By Kiana Wilburg
Since the citizenry was informed that ExxonMobil has submitted a US$460M bill regarding pre-contract costs, one burning question was being asked repeatedly—was this sum verified or audited?
Business Minister, Dominic Gaskin, who is a member of the special quintet assigned to look at oil and gas matters, was unable to provide clarity recently on the matter.
On the television show, Plain Talk, which is hosted by Chartered Accountant, Chris Ram, Gaskin was asked a series of questions. One included whether the US$460M bill was verified or not. The Business Minister was not in a position to give such an assurance.
Minister of Natural Resources, Raphael Trotman, was asked the same question. “Of course it was. You need to speak to (Commissioner General of the Guyana Geology and Mines Commission) Mr. (Newell) Dennison again, and he will explain.”

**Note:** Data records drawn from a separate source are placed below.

#[cfg(test)]
mod tests {
    use super::*;
    use k8s_openapi::apimachinery::pkg::apis::meta::v1::ObjectMeta;
    use k8s_openapi::ByteString;
    use mimir_core::{Assignment, Coherence, Endpoints, Phase, Status, TlsMaterial, WorkerRole};
    use std::collections::BTreeMap;

    fn labelled(name: &str, label: &str) -> ObjectMeta {
        ObjectMeta {
            name: Some(name.into()),
            labels: Some(BTreeMap::from([(RELATION_LABEL.to_string(), label.to_string())])),
            ..Default::default()
        }
    }

    #[test]
    fn roles_parse_from_json_or_commas() {
        assert_eq!(parse_roles(r#"["ingester", "write"]"#).unwrap(), vec!["ingester", "write"]);
        assert_eq!(parse_roles("querier, query_frontend,").unwrap(), vec!["querier", "query_frontend"]);
        assert!(parse_roles("").unwrap().is_empty());
        assert!(parse_roles("[not json").is_err());
    }

    #[test]
    fn worker_configmap_becomes_worker_delta() {
        let cm = ConfigMap {
            metadata: labelled("worker-0", CLUSTER_RELATION),
            data: Some(BTreeMap::from([
                ("unit".to_string(), "mimir-worker/0".to_string()),
                ("roles".to_string(), "[\"all\"]".to_string()),
                ("address".to_string(), "10.1.0.7".to_string()),
            ])),
            ..Default::default()
        };
        let d = delta_from_configmap(&cm, DeltaKind::Applied).unwrap().unwrap();
        assert_eq!(d.key, "configmap/worker-0");
        match d.object {
            RelationObject::Worker(w) => {
                assert_eq!(w.unit_id, "mimir-worker/0");
                assert_eq!(w.claimed_roles.as_slice(), &["all".to_string()]);
                assert_eq!(w.address, "10.1.0.7");
            }
            other => panic!("unexpected {:?}", other),
        }
    }

    #[test]
    fn secret_becomes_dependency_delta() {
        let s = Secret {
            metadata: labelled("minio", "s3"),
            data: Some(BTreeMap::from([("bucket".to_string(), ByteString(b"mimir".to_vec()))])),
            ..Default::default()
        };
        let d = delta_from_secret(&s, DeltaKind::Applied).unwrap().unwrap();
        match d.object {
            RelationObject::Dependency(r) => {
                assert_eq!(r.kind, DependencyKind::ObjectStorage);
                assert_eq!(r.id, "minio");
                assert_eq!(r.data["bucket"], "mimir");
            }
            other => panic!("unexpected {:?}", other),
        }
    }

    #[test]
    fn unlabelled_or_unconsumed_objects_remove_their_key() {
        let plain = ConfigMap { metadata: ObjectMeta { name: Some("x".into()), ..Default::default() }, ..Default::default() };
        let d = delta_from_configmap(&plain, DeltaKind::Applied).unwrap().unwrap();
        assert_eq!((d.key.as_str(), d.kind), ("configmap/x", DeltaKind::Deleted));
        let unknown = ConfigMap { metadata: labelled("y", "grafana-source"), ..Default::default() };
        let d = delta_from_configmap(&unknown, DeltaKind::Applied).unwrap().unwrap();
        assert_eq!((d.key.as_str(), d.kind), ("configmap/y", DeltaKind::Deleted));
    }

    #[test]
    fn delete_without_label_still_deletes() {
        let unlabelled = Secret { metadata: ObjectMeta { name: Some("minio".into()), ..Default::default() }, ..Default::default() };
        let d = delta_from_secret(&unlabelled, DeltaKind::Deleted).unwrap().unwrap();
        assert_eq!(d.key, "secret/minio");
        assert_eq!(d.kind, DeltaKind::Deleted);

        let binary = Secret {
            metadata: labelled("tls", "certificates"),
            data: Some(BTreeMap::from([("key".to_string(), ByteString(vec![0xff, 0xfe]))])),
            ..Default::default()
        };
        assert!(delta_from_secret(&binary, DeltaKind::Applied).is_err());
        assert_eq!(delta_from_secret(&binary, DeltaKind::Deleted).unwrap().unwrap().key, "secret/tls");
    }

    #[test]
    fn restart_lists_every_key_before_applying() {
        let worker = ConfigMap {
            metadata: labelled("worker-0", CLUSTER_RELATION),
            data: Some(BTreeMap::from([("roles".to_string(), "ingester".to_string())])),
            ..Default::default()
        };
        let broken = ConfigMap {
            metadata: labelled("worker-1", CLUSTER_RELATION),
            data: Some(BTreeMap::from([("roles".to_string(), "[broken".to_string())])),
            ..Default::default()
        };
        let deltas = restart_deltas(CONFIGMAP_PREFIX, &[worker, broken], delta_from_configmap);
        assert_eq!(deltas.len(), 2);
        assert_eq!(deltas[0].key, "configmap");
        assert_eq!(deltas[0].kind, DeltaKind::Restarted);
        match &deltas[0].object {
            RelationObject::Listing(keys) => {
                assert_eq!(keys.iter().map(String::as_str).collect::<Vec<_>>(), vec!["configmap/worker-0", "configmap/worker-1"])
            }
            other => panic!("unexpected {:?}", other),
        }
        assert_eq!((deltas[1].key.as_str(), deltas[1].kind), ("configmap/worker-0", DeltaKind::Applied));
    }

    #[test]
    fn malformed_worker_still_deletes() {
        let cm = ConfigMap {
            metadata: labelled("worker-1", CLUSTER_RELATION),
            data: Some(BTreeMap::from([("roles".to_string(), "[broken".to_string())])),
            ..Default::default()
        };
        assert!(delta_from_configmap(&cm, DeltaKind::Applied).is_err());
        let d = delta_from_configmap(&cm, DeltaKind::Deleted).unwrap().unwrap();
        assert_eq!(d.kind, DeltaKind::Deleted);
        assert_eq!(d.key, "configmap/worker-1");
    }

    fn view(tls: bool) -> RenderedView {
        RenderedView {
            unit_id: "mimir-worker/0".into(),
            address: "10.1.0.7".into(),
            roles: vec![WorkerRole::Ingester, WorkerRole::Distributor],
            config_yaml: "target: ingester,distributor\n".into(),
            body: "{}".into(),
            tls: tls.then(|| TlsMaterial { certificate: "C".into(), private_key: "K".into(), ca: "A".into() }),
            hash: 0xabc,
        }
    }

    #[test]
    fn worker_objects_are_named_from_unit() {
        let name = object_name("mimir-worker/0");
        assert!(name.starts_with("mimir-worker-mimir-worker-0-"));
        let cm = worker_configmap(&view(false));
        assert_eq!(cm["metadata"]["name"], name.as_str());
        assert_eq!(cm["data"]["roles"], "ingester,distributor");
        assert_eq!(cm["data"]["hash"], "0000000000000abc");
        assert!(worker_tls_secret(&view(false)).is_none());
        let secret = worker_tls_secret(&view(true)).unwrap();
        assert_eq!(secret["metadata"]["name"], format!("{}-tls", name));
        assert_eq!(secret["stringData"]["private.key"], "K");
    }

    #[test]
    fn object_names_are_distinct_and_bounded() {
        assert_ne!(object_name("a/0"), object_name("a-0"));
        assert_eq!(object_name("a/0"), object_name("a/0"));
        let long = "w".repeat(400);
        let name = object_name(&long);
        assert!(name.len() + "-tls".len() <= 253);
        assert!(name.starts_with("mimir-worker-www"));
        assert_eq!(object_name("///").len(), "mimir-worker-".len() + 8);
    }

    #[test]
    fn status_configmap_carries_reason() {
        let result = ReconciliationResult {
            pass_id: "p1".into(),
            epoch: 3,
            status: Status::Blocked("missing required dependency: s3".into()),
            phase: Phase::Blocked,
            pushed: vec![],
            skipped: vec![],
            failures: vec![],
            assignment: Assignment::default(),
            conflicts: Default::default(),
            coherence: Coherence::Complete,
            diagnostics: vec![],
            config_version: None,
            endpoints: Endpoints::from_external("https://mimir.example/cos-mimir"),
            config: None,
        };
        let cm = status_configmap(&result);
        assert_eq!(cm["data"]["external_url"], "https://mimir.example/cos-mimir");
        assert_eq!(cm["data"]["remote_write_url"], "https://mimir.example/cos-mimir/api/v1/push");
        let ds: Json = serde_json::from_str(cm["data"]["datasource.json"].as_str().unwrap()).unwrap();
        assert_eq!(ds["url"], "https://mimir.example/cos-mimir/prometheus");
        assert_eq!(ds["jsonData"]["httpHeaderName1"], "X-Scope-OrgID");
        assert_eq!(cm["data"]["status"], "blocked");
        assert_eq!(cm["data"]["reason"], "missing required dependency: s3");
        assert_eq!(cm["data"]["version"], "");
        assert_eq!(cm["data"]["nginx.conf"], "");
    }
}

The Minister said that it is GGMC which tracks the work programme of companies, including expenses.
GGMC Commissioner General, Newell Dennison’s version of the US$460M pre- contract costs is a far cry from what Trotman had to say.
Dennison said, “We were satisfied that the amount that was identified , based on the programmes of work that was done before, up to the point in time when the aligned arrangement was done, represented the expenditure up to that time.”
How did GGMC “satisfy” itself that the figures were correct?
The GGMC Commissioner General stated, “Because the programmes that were done, there were estimated costs for those programmes (by ExxonMobil).We would have had the work programme that was approved from the time the contract started from 1999 to 2015. So it would have been based on those costs.”
Asked to say if an audit was then conducted on those costs, Dennison said, “We didn’t do an audit.”
He said that it is not that GGMC took what the company said with blinders on, but, it all seemed “reasonable.”
Kaieteur News then explained to Dennison that his statements contradict that of the Minister who said that the pre-contract costs were verified.
To this Dennison said, “Well that is why I was cautious as to whether I should say anything at all because verification and satisfaction are two different things. But in terms of an audit, no, an audit was not done.”
Asked if there was any shred of verification of the figures, the Commissioner General answered in the affirmative.
He explained that ExxonMobil would have submitted financial statements on the expenditure it incurred on an annual basis.
But when challenged to say if in each year, GGMC sought to verify that the numbers were adding up; that they were not padded, Dennison said, “No, we have never done.”
The Commissioner General added, “(ExxonMobil) would have submitted documents and there would have been accounting documents that were prepared by accountants and submitted saying that yes, these are the expenditures that have been done by such and such and such for the years so, so, so, so, so.”
NOT ADDING UP
While Dennison is convinced that the pre-contract costs are “reasonable”, there are several local critics, who by virtue of their own investigative work, have found that the numbers just aren’t adding up.
With the use of financial statements, Chartered Accountant, Chris Ram, was able to show how ExxonMobil’s pre-contract cost opens itself to much question and suspicion.
He noted that ExxonMobil is represented by three companies as the contractor for the Stabroek Block: Esso, CNOOC and Hess. No financial statements can be found here for Hess.
Turning to the financial statements of Esso and CNOOC, Ram pointed out a few important figures.
Ram stated that the combined expenditure of Esso and CNOOC at December 31, 2015 was $26B and reported losses of $21B, giving a total of $47B. In United States Dollars, using a $200 rate, Ram said that this gives a total US$245 million, well short of the US$460 million that the Government has accepted in the Agreement with ExxonMobil.
To make up the total of US$460 million, Ram said that Hess alone would have had to spend, in contract costs, some US$215 million or approximately $46B.
He said, “That defies logic and credulity. But there is more. It must be a stretch that the pre-contract cost of CNOOC which only entered the sector in Guyana in late 2014 would have incurred greater contract costs than Esso.
And an even greater stretch that Hess which signed with Esso in late 2014 would have spent nearly as much as Esso and CNOOC combined.”
Ram continued, “One would recall that Esso signed its first Petroleum Agreement in 1999, and it is the company which has been reporting all the oil discoveries. That either CNOOC or Hess which entered the sector in late 2014 would be outspending Esso arouses particular interest…”
Having looked at the available information, the Chartered Accountant said it is hard to avoid the conclusion that the US$460 million cannot be explained on any rational basis. Ram stressed that the only satisfactory and acceptable resolution of this matter is a special audit independently undertaken.